§ THE PROBLEM
Please return the lines below verbatim, beginning at the one that has "use crate::table::DEFAULT_TABLE_SHARDS;" and stopping after the one that has "trying the next.", and add no other lines.

************

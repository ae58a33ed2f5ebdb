//! Control plane configuration.

use std::str::FromStr;
use std::time::Duration;

use fleetrun_core::TaskId;

use crate::error::StatusError;
use crate::table::DEFAULT_TABLE_SHARDS;

/// First task id edge sites may synthesize while disconnected.
pub const DEFAULT_LOCAL_TASK_ID_START: i64 = 10_000_000_000;

/// Seconds an edge waits on one center before trying the next.
pub const DEFAULT_FORWARD_TIMEOUT_SECS: u64 = 10;

/// Storage engine of the status store.
#[derive(Debug, Clone, Copy, Default, PartialEq, Eq)]
pub enum StorageBackend {
    /// Process memory; lost on restart.
    #[default]
    Memory,
    /// SQLite database file.
    Sqlite,
}

impl FromStr for StorageBackend {
    type Err = StatusError;

    fn from_str(s: &str) -> Result<Self, Self::Err> {
        match s.trim().to_ascii_lowercase().as_str() {
            "memory" => Ok(Self::Memory),
            "sqlite" => Ok(Self::Sqlite),
            other => Err(StatusError::Configuration(format!(
                "unknown storage backend '{other}'"
            ))),
        }
    }
}

/// Status store configuration.
#[derive(Debug, Clone)]
pub struct StorageConfig {
    /// Storage engine.
    pub backend: StorageBackend,

    /// Database file used by the SQLite backend.
    pub sqlite_path: String,

    /// Prefix of every table name.
    pub table_prefix: String,

    /// Number of task host tables.
    pub table_shards: u32,
}

impl Default for StorageConfig {
    fn default() -> Self {
        Self {
            backend: StorageBackend::Memory,
            sqlite_path: "fleetrun.db".to_string(),
            table_prefix: String::new(),
            table_shards: DEFAULT_TABLE_SHARDS,
        }
    }
}

/// Control plane configuration.
#[derive(Debug, Clone)]
pub struct Config {
    /// True for the center, which owns the status store.
    pub authoritative: bool,

    /// HTTP server bind address.
    pub http_bind_addr: String,

    /// Center base URLs, tried in order by edge sites.
    pub center_api: Vec<String>,

    /// Connect and request timeout against each center (seconds).
    pub forward_timeout_secs: u64,

    /// Status store configuration (center only).
    pub storage: StorageConfig,

    /// Task ids at or above this value were synthesized locally and are never
    /// replayed to the center.
    pub local_task_id_start: TaskId,

    /// Interval between result buffer replays (seconds).
    pub replay_interval_secs: u64,
}

impl Default for Config {
    fn default() -> Self {
        Self {
            authoritative: true,
            http_bind_addr: "[::1]:50080".to_string(),
            center_api: Vec::new(),
            forward_timeout_secs: DEFAULT_FORWARD_TIMEOUT_SECS,
            storage: StorageConfig::default(),
            local_task_id_start: TaskId::new(DEFAULT_LOCAL_TASK_ID_START),
            replay_interval_secs: 5,
        }
    }
}

impl Config {
    pub fn forward_timeout(&self) -> Duration {
        Duration::from_secs(self.forward_timeout_secs)
    }

    /// Reject combinations the process cannot start with.
    pub fn validate(&self) -> Result<(), StatusError> {
        if !self.authoritative && self.center_api.is_empty() {
            return Err(StatusError::Configuration(
                "edge sites need at least one center API address".to_string(),
            ));
        }
        if self.storage.table_shards == 0 {
            return Err(StatusError::Configuration(
                "table shard count must be positive".to_string(),
            ));
        }
        if self.forward_timeout_secs == 0 {
            return Err(StatusError::Configuration(
                "forward timeout must be positive".to_string(),
            ));
        }
        if self.replay_interval_secs == 0 {
            return Err(StatusError::Configuration(
                "replay interval must be positive".to_string(),
            ));
        }
        Ok(())
    }
}

#[cfg(test)]
mod tests {
    use super::*;

    #[test]
    fn test_parse_storage_backend() {
        assert_eq!("memory".parse::<StorageBackend>().unwrap(), StorageBackend::Memory);
        assert_eq!(" SQLite ".parse::<StorageBackend>().unwrap(), StorageBackend::Sqlite);

        let err = "mysql".parse::<StorageBackend>().unwrap_err();
        assert!(matches!(err, StatusError::Configuration(_)));
    }

    #[test]
    fn test_default_config_is_valid_center() {
        let config = Config::default();
        assert!(config.authoritative);
        assert!(config.validate().is_ok());
    }

    #[test]
    fn test_edge_without_center_is_rejected() {
        let config = Config {
            authoritative: false,
            ..Config::default()
        };
        assert!(matches!(config.validate(), Err(StatusError::Configuration(_))));

        let config = Config {
            authoritative: false,
            center_api: vec!["http://center:50080".to_string()],
            ..Config::default()
        };
        assert!(config.validate().is_ok());
    }

    #[test]
    fn test_zero_forward_timeout_is_rejected() {
        let config = Config {
            forward_timeout_secs: 0,
            ..Config::default()
        };
        assert!(matches!(config.validate(), Err(StatusError::Configuration(_))));
        assert_eq!(Config::default().forward_timeout(), Duration::from_secs(10));
    }
}
//! In-memory status store.

use std::collections::{BTreeMap, HashMap};

use async_trait::async_trait;
use tokio::sync::RwLock;

use fleetrun_core::{DoingMarker, HostStatus, TaskHost, TaskId};

use super::{
    duplicate, Guard, HostFilter, StatusStore, StoreResult, UnitOfWork, UnitOutcome, WriteOp,
};

/// Rows of one task host table.
#[derive(Default)]
struct Table {
    /// Rows indexed by sequence, so iteration follows insertion order.
    rows: BTreeMap<u64, TaskHost>,
    index: HashMap<(TaskId, String), u64>,
}

impl Table {
    fn get(&self, id: TaskId, host: &str) -> Option<&TaskHost> {
        self.index
            .get(&(id, host.to_string()))
            .and_then(|seq| self.rows.get(seq))
    }

    fn get_mut(&mut self, id: TaskId, host: &str) -> Option<&mut TaskHost> {
        let seq = *self.index.get(&(id, host.to_string()))?;
        self.rows.get_mut(&seq)
    }
}

#[derive(Default)]
struct Tables {
    next_sequence: u64,
    tables: HashMap<String, Table>,
    doing: HashMap<(TaskId, String), DoingMarker>,
}

impl Tables {
    fn insert(&mut self, table: &str, record: &TaskHost) {
        self.next_sequence += 1;
        let seq = self.next_sequence;

        let mut row = record.clone();
        row.sequence = seq;

        let table = self.tables.entry(table.to_string()).or_default();
        table.index.insert((row.id, row.host.clone()), seq);
        table.rows.insert(seq, row);
    }

    fn row_mut(&mut self, table: &str, id: TaskId, host: &str) -> Option<&mut TaskHost> {
        self.tables.get_mut(table)?.get_mut(id, host)
    }

    fn holds(&self, guard: &Guard) -> bool {
        match guard {
            Guard::DoingClock { id, host, clock } => self
                .doing
                .get(&(*id, host.clone()))
                .is_some_and(|marker| marker.clock == *clock),
            Guard::Status {
                table,
                id,
                host,
                status,
            } => self
                .tables
                .get(table)
                .and_then(|t| t.get(*id, host))
                .is_some_and(|row| row.status == *status),
        }
    }

    fn write(&mut self, op: WriteOp) {
        match op {
            WriteOp::SetStatus {
                table,
                id,
                host,
                status,
            } => {
                if let Some(row) = self.row_mut(&table, id, &host) {
                    row.status = status;
                }
            }
            WriteOp::SetResult {
                table,
                id,
                host,
                status,
                stdout,
                stderr,
            } => {
                if let Some(row) = self.row_mut(&table, id, &host) {
                    row.status = status;
                    row.stdout = stdout;
                    row.stderr = stderr;
                }
            }
            WriteOp::SetOutput {
                table,
                id,
                host,
                stdout,
                stderr,
            } => {
                if let Some(row) = self.row_mut(&table, id, &host) {
                    row.stdout = stdout;
                    row.stderr = stderr;
                }
            }
            WriteOp::PutDoing(marker) => {
                self.doing.insert((marker.id, marker.host.clone()), marker);
            }
            WriteOp::DeleteDoing { id, host } => {
                self.doing.remove(&(id, host));
            }
        }
    }
}

/// Status store kept in process memory.
///
/// Every unit of work runs under a single write-lock acquisition, so no
/// reader observes a half-applied unit.
#[derive(Default)]
pub struct MemoryStore {
    inner: RwLock<Tables>,
}

impl MemoryStore {
    /// Create an empty store.
    pub fn new() -> Self {
        Self::default()
    }
}

#[async_trait]
impl StatusStore for MemoryStore {
    async fn insert(&self, table: &str, record: &TaskHost) -> StoreResult<()> {
        let mut inner = self.inner.write().await;
        let exists = inner
            .tables
            .get(table)
            .is_some_and(|t| t.get(record.id, &record.host).is_some());
        if exists {
            return Err(duplicate(table, record));
        }
        inner.insert(table, record);
        Ok(())
    }

    async fn upsert(&self, table: &str, record: &TaskHost) -> StoreResult<()> {
        let mut inner = self.inner.write().await;
        match inner.row_mut(table, record.id, &record.host) {
            Some(row) => {
                row.status = record.status;
                row.stdout = record.stdout.clone();
                row.stderr = record.stderr.clone();
            }
            None => inner.insert(table, record),
        }
        Ok(())
    }

    async fn find(&self, table: &str, id: TaskId, host: &str) -> StoreResult<Option<TaskHost>> {
        let inner = self.inner.read().await;
        Ok(inner
            .tables
            .get(table)
            .and_then(|t| t.get(id, host))
            .cloned())
    }

    async fn list(
        &self,
        table: &str,
        id: TaskId,
        filter: &HostFilter,
    ) -> StoreResult<Vec<TaskHost>> {
        let inner = self.inner.read().await;
        let Some(table) = inner.tables.get(table) else {
            return Ok(Vec::new());
        };

        let rows = table
            .rows
            .values()
            .filter(|row| row.id == id && filter.matches(row))
            .take(filter.limit.unwrap_or(usize::MAX))
            .cloned()
            .collect();
        Ok(rows)
    }

    async fn count(&self, table: &str, id: TaskId, statuses: &[HostStatus]) -> StoreResult<u64> {
        let inner = self.inner.read().await;
        let count = inner.tables.get(table).map_or(0, |t| {
            t.rows
                .values()
                .filter(|row| row.id == id && statuses.contains(&row.status))
                .count()
        });
        Ok(count as u64)
    }

    async fn find_doing(&self, id: TaskId, host: &str) -> StoreResult<Option<DoingMarker>> {
        let inner = self.inner.read().await;
        Ok(inner.doing.get(&(id, host.to_string())).cloned())
    }

    async fn count_doing(&self, id: TaskId, host: &str, clock: i64) -> StoreResult<u64> {
        let inner = self.inner.read().await;
        let matching = inner
            .doing
            .get(&(id, host.to_string()))
            .is_some_and(|marker| marker.clock == clock);
        Ok(u64::from(matching))
    }

    async fn apply(&self, unit: UnitOfWork) -> StoreResult<UnitOutcome> {
        let mut inner = self.inner.write().await;
        if let Some(guard) = unit.guard() {
            if !inner.holds(guard) {
                return Ok(UnitOutcome::Rejected);
            }
        }
        for op in unit.ops {
            inner.write(op);
        }
        Ok(UnitOutcome::Applied)
    }
}

#[cfg(test)]
mod tests {
    use super::*;

    const TABLE: &str = "task_host_0";

    fn record(host: &str) -> TaskHost {
        TaskHost::new(TaskId::new(100), host)
    }

    #[tokio::test]
    async fn test_insert_rejects_duplicates() {
        let store = MemoryStore::new();
        store.insert(TABLE, &record("h1")).await.unwrap();

        let err = store.insert(TABLE, &record("h1")).await.unwrap_err();
        assert!(err.to_string().contains("100:h1"));
    }

    #[tokio::test]
    async fn test_upsert_overwrites_in_place() {
        let store = MemoryStore::new();
        store.upsert(TABLE, &record("h1")).await.unwrap();
        store.upsert(TABLE, &record("h2")).await.unwrap();
        store
            .upsert(
                TABLE,
                &record("h1")
                    .with_status(HostStatus::Success)
                    .with_output("ok", ""),
            )
            .await
            .unwrap();

        let rows = store
            .list(TABLE, TaskId::new(100), &HostFilter::all())
            .await
            .unwrap();
        assert_eq!(rows.len(), 2);
        assert_eq!(rows[0].host, "h1");
        assert_eq!(rows[0].status, HostStatus::Success);
        assert_eq!(rows[0].stdout, "ok");
        assert!(rows[0].sequence < rows[1].sequence);
    }

    #[tokio::test]
    async fn test_list_filters_and_limits() {
        let store = MemoryStore::new();
        for host in ["h1", "h2", "h3"] {
            store.insert(TABLE, &record(host)).await.unwrap();
        }
        store
            .insert(TABLE, &TaskHost::new(TaskId::new(200), "h1"))
            .await
            .unwrap();

        let waiting = store
            .list(
                TABLE,
                TaskId::new(100),
                &HostFilter::with_statuses(&[HostStatus::Waiting]).with_limit(Some(2)),
            )
            .await
            .unwrap();
        let hosts: Vec<_> = waiting.iter().map(|r| r.host.as_str()).collect();
        assert_eq!(hosts, vec!["h1", "h2"]);

        let count = store
            .count(TABLE, TaskId::new(100), HostStatus::IN_PROGRESS)
            .await
            .unwrap();
        assert_eq!(count, 3);
    }

    #[tokio::test]
    async fn test_rejected_guard_writes_nothing() {
        let store = MemoryStore::new();
        store.insert(TABLE, &record("h1")).await.unwrap();

        let mut unit = UnitOfWork::guarded(Guard::DoingClock {
            id: TaskId::new(100),
            host: "h1".into(),
            clock: 7,
        });
        unit.push(WriteOp::SetStatus {
            table: TABLE.into(),
            id: TaskId::new(100),
            host: "h1".into(),
            status: HostStatus::Success,
        });

        assert_eq!(store.apply(unit).await.unwrap(), UnitOutcome::Rejected);
        let row = store.find(TABLE, TaskId::new(100), "h1").await.unwrap().unwrap();
        assert_eq!(row.status, HostStatus::Waiting);
    }

    #[tokio::test]
    async fn test_put_doing_replaces_marker() {
        let store = MemoryStore::new();
        for clock in [10, 20] {
            let mut unit = UnitOfWork::new();
            unit.push(WriteOp::PutDoing(DoingMarker::start(TaskId::new(100), "h1", clock)));
            store.apply(unit).await.unwrap();
        }

        assert_eq!(store.count_doing(TaskId::new(100), "h1", 10).await.unwrap(), 0);
        assert_eq!(store.count_doing(TaskId::new(100), "h1", 20).await.unwrap(), 1);
    }
}
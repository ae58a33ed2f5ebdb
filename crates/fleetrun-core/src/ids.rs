//! Newtype wrapper for task identifiers.

use serde::{Deserialize, Serialize};
use std::fmt;

/// Identifier of a dispatched task.
///
/// Ids are assigned centrally, except for ids at or above the configured
/// local threshold which edge sites synthesize while disconnected.
#[derive(Debug, Clone, Copy, Default, PartialEq, Eq, PartialOrd, Ord, Hash, Serialize, Deserialize)]
#[serde(transparent)]
pub struct TaskId(i64);

impl TaskId {
    /// Create a new TaskId.
    pub const fn new(id: i64) -> Self {
        Self(id)
    }

    /// Get the raw id.
    pub const fn get(self) -> i64 {
        self.0
    }

    /// Returns true if this id was synthesized locally by an edge site.
    pub fn is_local(self, local_start: TaskId) -> bool {
        self >= local_start
    }
}

impl fmt::Display for TaskId {
    fn fmt(&self, f: &mut fmt::Formatter<'_>) -> fmt::Result {
        write!(f, "{}", self.0)
    }
}

impl From<i64> for TaskId {
    fn from(id: i64) -> Self {
        Self(id)
    }
}
//! Health and metrics handlers.

use std::sync::Arc;

use axum::{extract::State, http::header, response::IntoResponse, Json};

use crate::http::responses::HealthResponse;
use crate::state::AppState;

/// Health check endpoint.
pub async fn health_check(State(state): State<Arc<AppState>>) -> impl IntoResponse {
    Json(HealthResponse {
        status: "ok".to_string(),
        authoritative: state.service.is_authoritative(),
        buffered: state.service.buffered(),
        uptime_secs: state.uptime_secs(),
    })
}

/// Prometheus metrics endpoint.
pub async fn metrics_handler(State(state): State<Arc<AppState>>) -> impl IntoResponse {
    let body = state.service.metrics().render(state.service.buffered());
    ([(header::CONTENT_TYPE, "text/plain; version=0.0.4")], body)
}
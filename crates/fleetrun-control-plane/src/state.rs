//! Shared application state.

use std::sync::Arc;

use chrono::{DateTime, Utc};

use crate::service::TaskHostService;

/// Shared application state.
pub struct AppState {
    /// Task host service of this site.
    pub service: Arc<TaskHostService>,

    /// Process start time.
    pub started_at: DateTime<Utc>,
}

impl AppState {
    /// Create a new AppState wrapped in Arc.
    pub fn new(service: TaskHostService) -> Arc<Self> {
        Self::with_service(Arc::new(service))
    }

    /// Create a new AppState sharing `service` with background tasks.
    pub fn with_service(service: Arc<TaskHostService>) -> Arc<Self> {
        Arc::new(Self {
            service,
            started_at: Utc::now(),
        })
    }

    /// Seconds since the process started.
    pub fn uptime_secs(&self) -> i64 {
        (Utc::now() - self.started_at).num_seconds()
    }
}
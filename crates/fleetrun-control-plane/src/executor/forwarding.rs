//! Executor used by edge sites: every write goes to the center.

use std::collections::HashMap;
use std::time::Duration;

use async_trait::async_trait;
use serde::de::DeserializeOwned;
use serde::Serialize;
use tracing::warn;

use fleetrun_client::{ClientError, HttpClient};
use fleetrun_core::api::{
    MARK_DONE_PATH, TASK_HOSTS_RUN_PATH, TASK_HOSTS_UPSERT_PATH, TASK_HOST_OUTPUT_PATH,
    TASK_HOST_PATH,
};
use fleetrun_core::{DoneReport, HostKey, OutputUpdate, TaskHost};

use crate::error::StatusError;
use crate::executor::{ensure_not_empty, SiteExecutor};
use crate::metrics::ReportOutcome;

/// Forwards writes to the first center that answers.
pub struct ForwardingExecutor {
    centers: Vec<HttpClient>,
}

impl ForwardingExecutor {
    /// Create a forwarder over `center_api` base URLs, tried in order.
    ///
    /// `timeout` bounds both the connect and the whole request against each
    /// center, so a center that stops answering moves on to the next one.
    pub fn new(center_api: &[String], timeout: Duration) -> Result<Self, StatusError> {
        let centers = center_api
            .iter()
            .map(|url| HttpClient::new(url, timeout))
            .collect::<Result<Vec<_>, _>>()?;
        Ok(Self { centers })
    }

    fn no_center() -> StatusError {
        StatusError::Configuration("no center API configured".to_string())
    }

    fn unreachable(&self, center: &HttpClient, path: &str, error: &ClientError) {
        warn!(
            center = %center.base_url(),
            path = %path,
            error = %error,
            "Center unreachable, trying next"
        );
    }

    async fn post<B>(&self, path: &str, body: &B) -> Result<(), StatusError>
    where
        B: Serialize + Sync + ?Sized,
    {
        let mut last = None;
        for center in &self.centers {
            match center.post_json(path, body).await {
                Ok(()) => return Ok(()),
                Err(e) if e.is_transport() => {
                    self.unreachable(center, path, &e);
                    last = Some(e);
                }
                Err(e) => return Err(e.into()),
            }
        }
        Err(last.map_or_else(Self::no_center, StatusError::from))
    }

    async fn post_with_resp<B, T>(&self, path: &str, body: &B) -> Result<T, StatusError>
    where
        B: Serialize + Sync + ?Sized,
        T: DeserializeOwned + Default,
    {
        let mut last = None;
        for center in &self.centers {
            match center.post_json_with_resp(path, body).await {
                Ok(resp) => return Ok(resp),
                Err(e) if e.is_transport() => {
                    self.unreachable(center, path, &e);
                    last = Some(e);
                }
                Err(e) => return Err(e.into()),
            }
        }
        Err(last.map_or_else(Self::no_center, StatusError::from))
    }
}

#[async_trait]
impl SiteExecutor for ForwardingExecutor {
    async fn create(&self, record: &TaskHost) -> Result<(), StatusError> {
        self.post(TASK_HOST_PATH, record).await
    }

    async fn upserts(&self, records: &[TaskHost]) -> Result<HashMap<String, String>, StatusError> {
        ensure_not_empty(records, "upserts needs at least one record")?;
        self.post_with_resp(TASK_HOSTS_UPSERT_PATH, records).await
    }

    async fn bulk_start(&self, hosts: &[HostKey]) -> Result<i64, StatusError> {
        self.post_with_resp(TASK_HOSTS_RUN_PATH, hosts).await
    }

    async fn real_time_update_output(&self, update: &OutputUpdate) -> Result<(), StatusError> {
        self.post(TASK_HOST_OUTPUT_PATH, update).await
    }

    async fn mark_done(&self, report: &DoneReport) -> Result<ReportOutcome, StatusError> {
        self.post(MARK_DONE_PATH, report).await?;
        Ok(ReportOutcome::Forwarded)
    }
}

#[cfg(test)]
mod tests {
    use super::*;

    use std::sync::Arc;
    use std::time::Instant;

    use fleetrun_client::DEFAULT_TIMEOUT;
    use fleetrun_core::{HostStatus, TaskId};
    use tokio::net::TcpListener;

    use crate::config::Config;
    use crate::http::create_router;
    use crate::service::TaskHostService;
    use crate::state::AppState;

    async fn spawn_center() -> (Arc<AppState>, String) {
        let service = TaskHostService::from_config(&Config::default()).unwrap();
        let state = AppState::new(service);
        let router = create_router(state.clone());

        let listener = TcpListener::bind("127.0.0.1:0").await.unwrap();
        let addr = listener.local_addr().unwrap();
        tokio::spawn(async move {
            axum::serve(listener, router).await.unwrap();
        });
        (state, format!("http://{addr}"))
    }

    async fn dead_url() -> String {
        let listener = TcpListener::bind("127.0.0.1:0").await.unwrap();
        let addr = listener.local_addr().unwrap();
        drop(listener);
        format!("http://{addr}")
    }

    /// A center that accepts connections and never writes a byte back.
    async fn silent_url() -> String {
        let listener = TcpListener::bind("127.0.0.1:0").await.unwrap();
        let addr = listener.local_addr().unwrap();
        tokio::spawn(async move {
            let mut held = Vec::new();
            while let Ok((socket, _)) = listener.accept().await {
                held.push(socket);
            }
        });
        format!("http://{addr}")
    }

    fn forwarder(urls: &[String]) -> ForwardingExecutor {
        ForwardingExecutor::new(urls, DEFAULT_TIMEOUT).unwrap()
    }

    #[tokio::test]
    async fn test_forwards_create_and_mark_done() {
        let (center, url) = spawn_center().await;
        let forwarder = forwarder(&[url]);
        let id = TaskId::new(100);

        forwarder.create(&TaskHost::new(id, "h1")).await.unwrap();
        let clock = center
            .service
            .bulk_start(&[HostKey::new(id, "h1")])
            .await
            .unwrap();

        let report = DoneReport::new(id, clock, "h1", HostStatus::Success, "done", "");
        let outcome = forwarder.mark_done(&report).await.unwrap();

        assert_eq!(outcome, ReportOutcome::Forwarded);
        let record = center.service.get(id, "h1").await.unwrap().unwrap();
        assert_eq!(record.status, HostStatus::Success);
    }

    #[tokio::test]
    async fn test_forwards_bulk_start_and_output() {
        let (center, url) = spawn_center().await;
        let forwarder = forwarder(&[url]);
        let id = TaskId::new(100);
        forwarder.create(&TaskHost::new(id, "h1")).await.unwrap();

        let clock = forwarder.bulk_start(&[HostKey::new(id, "h1")]).await.unwrap();
        let update = OutputUpdate {
            id,
            host: "h1".to_string(),
            stdout: "partial".to_string(),
            stderr: String::new(),
        };
        forwarder.real_time_update_output(&update).await.unwrap();

        let record = center.service.get(id, "h1").await.unwrap().unwrap();
        assert_eq!(record.status, HostStatus::Running);
        assert_eq!(record.stdout, "partial");

        // The returned clock is the one the center stamped on the marker.
        let report = DoneReport::new(id, clock, "h1", HostStatus::Success, "", "");
        assert_eq!(
            forwarder.mark_done(&report).await.unwrap(),
            ReportOutcome::Forwarded
        );
        let record = center.service.get(id, "h1").await.unwrap().unwrap();
        assert_eq!(record.status, HostStatus::Success);
    }

    #[tokio::test]
    async fn test_falls_back_to_next_center() {
        let (center, url) = spawn_center().await;
        let forwarder = forwarder(&[dead_url().await, url]);
        let id = TaskId::new(7);

        let errors = forwarder
            .upserts(&[TaskHost::new(id, "h1").with_status(HostStatus::Failed)])
            .await
            .unwrap();

        assert!(errors.is_empty());
        let record = center.service.get(id, "h1").await.unwrap().unwrap();
        assert_eq!(record.status, HostStatus::Failed);
    }

    #[tokio::test]
    async fn test_silent_center_times_out_to_next() {
        let (center, url) = spawn_center().await;
        let forwarder =
            ForwardingExecutor::new(&[silent_url().await, url], Duration::from_millis(200))
                .unwrap();
        let id = TaskId::new(8);

        let started = Instant::now();
        forwarder.create(&TaskHost::new(id, "h1")).await.unwrap();

        assert!(started.elapsed() < Duration::from_secs(5));
        assert!(center.service.get(id, "h1").await.unwrap().is_some());
    }

    #[tokio::test]
    async fn test_remote_error_is_not_retried() {
        let (_center, url) = spawn_center().await;
        let forwarder = forwarder(&[url]);
        let record = TaskHost::new(TaskId::new(1), "h1");

        forwarder.create(&record).await.unwrap();
        let err = forwarder.create(&record).await.unwrap_err();

        assert!(matches!(err, StatusError::Forwarding(ClientError::Remote(_))));
    }

    #[tokio::test]
    async fn test_all_centers_down() {
        let forwarder = forwarder(&[dead_url().await]);
        let err = forwarder
            .create(&TaskHost::new(TaskId::new(1), "h1"))
            .await
            .unwrap_err();

        assert!(matches!(err, StatusError::Forwarding(ref e) if e.is_transport()));
    }
}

************

§ SOLVED PROBLEM
use crate::table::DEFAULT_TABLE_SHARDS;

/// First task id edge sites may synthesize while disconnected.
pub const DEFAULT_LOCAL_TASK_ID_START: i64 = 10_000_000_000;

/// Seconds an edge waits on one center before trying the next.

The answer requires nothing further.